-- Opening Marker --

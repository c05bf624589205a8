//! Duel lifecycle state machine
//!
//! A [`Duel`] pairs the generic turn bookkeeping ([`DuelProgress`]) with the
//! game-specific state behind [`GameLogic`]. The progress half is the only part
//! the engine understands: players, turn counter, turn owner, winner, lifecycle
//! state and the append-only action log.

use std::any::Any;

use chrono::{DateTime, Utc};
use serde::{Deserialize, Serialize};

use crate::error::{ArenaError, Result};
use crate::game::{ActionRecord, Game, GameLogic};
use crate::types::{DuelId, PlayerId};

/// Lifecycle state of a duel
///
/// - `Initializing`: setup is running (coin toss, dealing). No player action is accepted.
/// - `Active`: exactly one player, the turn player, may submit turn-consuming actions.
/// - `Ended`: terminal. A winner (or draw) is recorded and nothing mutates anymore.
#[derive(Debug, Clone, Copy, PartialEq, Eq, Hash, Serialize, Deserialize)]
#[serde(rename_all = "SCREAMING_SNAKE_CASE")]
pub enum DuelState {
    Initializing,
    Active,
    Ended,
}

impl std::fmt::Display for DuelState {
    fn fmt(&self, f: &mut std::fmt::Formatter<'_>) -> std::fmt::Result {
        match self {
            DuelState::Initializing => write!(f, "INITIALIZING"),
            DuelState::Active => write!(f, "ACTIVE"),
            DuelState::Ended => write!(f, "ENDED"),
        }
    }
}

/// Outcome of an ended duel
#[derive(Debug, Clone, PartialEq, Eq, Hash)]
pub enum Winner {
    Player(PlayerId),
    Draw,
}

impl Winner {
    /// Wire value for a draw
    pub const DRAW: &'static str = "DRAW";

    pub fn as_str(&self) -> &str {
        match self {
            Winner::Player(id) => id.as_str(),
            Winner::Draw => Self::DRAW,
        }
    }

    /// Parse the wire value back (`None` for the empty string of an unresolved duel)
    pub fn parse(s: &str) -> Result<Option<Self>> {
        match s {
            "" => Ok(None),
            Self::DRAW => Ok(Some(Winner::Draw)),
            other => Ok(Some(Winner::Player(PlayerId::from_name(other)?))),
        }
    }
}

impl std::fmt::Display for Winner {
    fn fmt(&self, f: &mut std::fmt::Formatter<'_>) -> std::fmt::Result {
        write!(f, "{}", self.as_str())
    }
}

/// One accepted action in the audit trail
#[derive(Debug, Clone, PartialEq)]
pub struct ActionLogEntry {
    /// Sequence number, gapless from 1
    pub seq: u64,
    pub timestamp: DateTime<Utc>,
    pub player_id: PlayerId,
    /// Game-specific kind, e.g. `PLAY_CARD`
    pub action: String,
    pub data: serde_json::Map<String, serde_json::Value>,
}

/// Generic turn bookkeeping of a duel
#[derive(Debug, Clone, PartialEq)]
pub struct DuelProgress {
    players: Vec<PlayerId>,
    turn: u32,
    turn_player: Option<PlayerId>,
    winner: Option<Winner>,
    state: DuelState,
    action_log: Vec<ActionLogEntry>,
}

impl DuelProgress {
    /// Create progress for a fresh duel in `Initializing` state with turn 0
    ///
    /// The player list must be non-empty and free of duplicates.
    pub fn new(players: Vec<PlayerId>) -> Result<Self> {
        if players.is_empty() {
            return Err(ArenaError::InvalidPlayers(
                "at least one player required".to_string(),
            ));
        }
        for (i, player) in players.iter().enumerate() {
            if players[..i].contains(player) {
                return Err(ArenaError::InvalidPlayers(format!(
                    "player '{}' listed twice",
                    player
                )));
            }
        }

        Ok(Self {
            players,
            turn: 0,
            turn_player: None,
            winner: None,
            state: DuelState::Initializing,
            action_log: Vec::new(),
        })
    }

    /// Rebuild progress from previously serialized parts, re-checking the invariants
    pub(crate) fn restore(
        players: Vec<PlayerId>,
        turn: u32,
        turn_player: Option<PlayerId>,
        winner: Option<Winner>,
        state: DuelState,
        action_log: Vec<ActionLogEntry>,
    ) -> Result<Self> {
        let mut progress = Self::new(players)?;
        if let Some(tp) = &turn_player {
            if !progress.is_participant(tp) {
                return Err(ArenaError::InvalidPlayers(format!(
                    "turn player '{}' is not in the duel",
                    tp
                )));
            }
        }
        if state == DuelState::Ended && winner.is_none() {
            return Err(ArenaError::Serialization(
                "ended duel without a winner".to_string(),
            ));
        }
        for (i, entry) in action_log.iter().enumerate() {
            if entry.seq != i as u64 + 1 {
                return Err(ArenaError::Serialization(format!(
                    "action log sequence gap at position {}",
                    i
                )));
            }
        }
        progress.turn = turn;
        progress.turn_player = turn_player;
        progress.winner = winner;
        progress.state = state;
        progress.action_log = action_log;
        Ok(progress)
    }

    pub fn players(&self) -> &[PlayerId] {
        &self.players
    }

    pub fn turn(&self) -> u32 {
        self.turn
    }

    pub fn turn_player(&self) -> Option<&PlayerId> {
        self.turn_player.as_ref()
    }

    pub fn winner(&self) -> Option<&Winner> {
        self.winner.as_ref()
    }

    pub fn state(&self) -> DuelState {
        self.state
    }

    pub fn action_log(&self) -> &[ActionLogEntry] {
        &self.action_log
    }

    pub fn is_participant(&self, player: &PlayerId) -> bool {
        self.players.contains(player)
    }

    /// True only once the duel is `Ended` with a recorded result
    pub fn is_over(&self) -> bool {
        self.state == DuelState::Ended && self.winner.is_some()
    }

    /// Finish setup: hand the first turn to `first` and enter `Active` at turn 1
    pub fn start(&mut self, first: PlayerId) -> Result<()> {
        if self.state != DuelState::Initializing {
            return Err(ArenaError::InvalidAction(format!(
                "cannot start a duel in state {}",
                self.state
            )));
        }
        if !self.is_participant(&first) {
            return Err(ArenaError::InvalidPlayers(format!(
                "first player '{}' is not in the duel",
                first
            )));
        }
        self.turn = 1;
        self.turn_player = Some(first);
        self.state = DuelState::Active;
        Ok(())
    }

    /// Fail with `NotYourTurn` unless `player` owns the current turn
    pub fn ensure_turn_player(&self, player: &PlayerId) -> Result<()> {
        if self.turn_player.as_ref() == Some(player) {
            Ok(())
        } else {
            Err(ArenaError::NotYourTurn(player.to_string()))
        }
    }

    /// Player who would own the next turn, cycling through `players` in order
    pub fn next_player(&self) -> Option<&PlayerId> {
        if self.players.is_empty() {
            return None;
        }
        let idx = self
            .turn_player
            .as_ref()
            .and_then(|tp| self.players.iter().position(|p| p == tp))
            .unwrap_or(0);
        self.players.get((idx + 1) % self.players.len())
    }

    /// Increment the turn and move ownership to the next player
    ///
    /// No-op outside `Active`.
    pub fn advance_turn(&mut self) {
        if self.state != DuelState::Active {
            return;
        }
        if let Some(next) = self.next_player().cloned() {
            self.turn += 1;
            self.turn_player = Some(next);
        }
    }

    /// End the duel with `player` as winner
    ///
    /// An already ended duel keeps its first result.
    pub fn set_winner(&mut self, player: PlayerId) {
        self.finish(Winner::Player(player));
    }

    /// End the duel as a draw
    pub fn set_draw(&mut self) {
        self.finish(Winner::Draw);
    }

    fn finish(&mut self, winner: Winner) {
        if self.state == DuelState::Ended {
            tracing::debug!(
                "Ignoring result {} for an already ended duel (winner {:?})",
                winner,
                self.winner
            );
            return;
        }
        self.winner = Some(winner);
        self.state = DuelState::Ended;
    }

    /// Append one entry to the action log and return it
    pub(crate) fn record(&mut self, player: &PlayerId, record: ActionRecord) -> &ActionLogEntry {
        let seq = self.action_log.len() as u64 + 1;
        self.action_log.push(ActionLogEntry {
            seq,
            timestamp: Utc::now(),
            player_id: player.clone(),
            action: record.kind,
            data: record.data,
        });
        &self.action_log[self.action_log.len() - 1]
    }
}

/// One match between a fixed set of players
pub struct Duel {
    id: DuelId,
    progress: DuelProgress,
    game: Box<dyn GameLogic>,
}

impl Duel {
    /// Assemble a duel without an ID; the store assigns one on creation
    pub fn new(progress: DuelProgress, game: Box<dyn GameLogic>) -> Self {
        Self {
            id: DuelId::default(),
            progress,
            game,
        }
    }

    /// Build a duel for game `G`, running its setup until the duel is `Active`
    pub fn setup<G: Game>(players: Vec<PlayerId>, config: &G::Config) -> Result<Self> {
        let mut progress = DuelProgress::new(players)?;
        let game = G::setup(config, &mut progress)?;
        if progress.state() != DuelState::Active {
            return Err(ArenaError::InvalidAction(format!(
                "{} setup left the duel in state {}",
                G::NAME,
                progress.state()
            )));
        }
        Ok(Self::new(progress, Box::new(game)))
    }

    pub fn id(&self) -> &DuelId {
        &self.id
    }

    pub(crate) fn assign_id(&mut self, id: DuelId) {
        self.id = id;
    }

    pub fn progress(&self) -> &DuelProgress {
        &self.progress
    }

    pub fn game(&self) -> &dyn GameLogic {
        self.game.as_ref()
    }

    pub fn game_name(&self) -> &'static str {
        self.game.game_name()
    }

    pub fn state(&self) -> DuelState {
        self.progress.state
    }

    pub fn winner(&self) -> Option<&Winner> {
        self.progress.winner()
    }

    pub fn is_over(&self) -> bool {
        self.progress.is_over()
    }

    /// Borrow the concrete game together with the progress it drives
    pub fn parts_mut<G: 'static>(&mut self) -> Option<(&mut G, &mut DuelProgress)> {
        let game = self.game.as_any_mut().downcast_mut::<G>()?;
        Some((game, &mut self.progress))
    }

    /// Apply an opaque action for `player` and log it
    ///
    /// Rejected before reaching the game when the duel is not `Active`.
    /// On success exactly one log entry is appended.
    pub fn apply_action(&mut self, action: &dyn Any, player: &PlayerId) -> Result<&ActionLogEntry> {
        match self.progress.state {
            DuelState::Initializing => return Err(ArenaError::NotStarted(self.id.to_string())),
            DuelState::Ended => return Err(ArenaError::AlreadyEnded(self.id.to_string())),
            DuelState::Active => {}
        }
        let record = self
            .game
            .apply_action(&mut self.progress, action, player)?;
        Ok(self.progress.record(player, record))
    }
}

impl Clone for Duel {
    fn clone(&self) -> Self {
        Self {
            id: self.id.clone(),
            progress: self.progress.clone(),
            game: self.game.clone_box(),
        }
    }
}

impl std::fmt::Debug for Duel {
    fn fmt(&self, f: &mut std::fmt::Formatter<'_>) -> std::fmt::Result {
        f.debug_struct("Duel")
            .field("id", &self.id)
            .field("game", &self.game.game_name())
            .field("progress", &self.progress)
            .finish()
    }
}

-- Closing Marker --

» Exercise brief
Only the count is wanted: report how many lines of the material above hold the word "ActionRecord".

» Solution to the exercise
2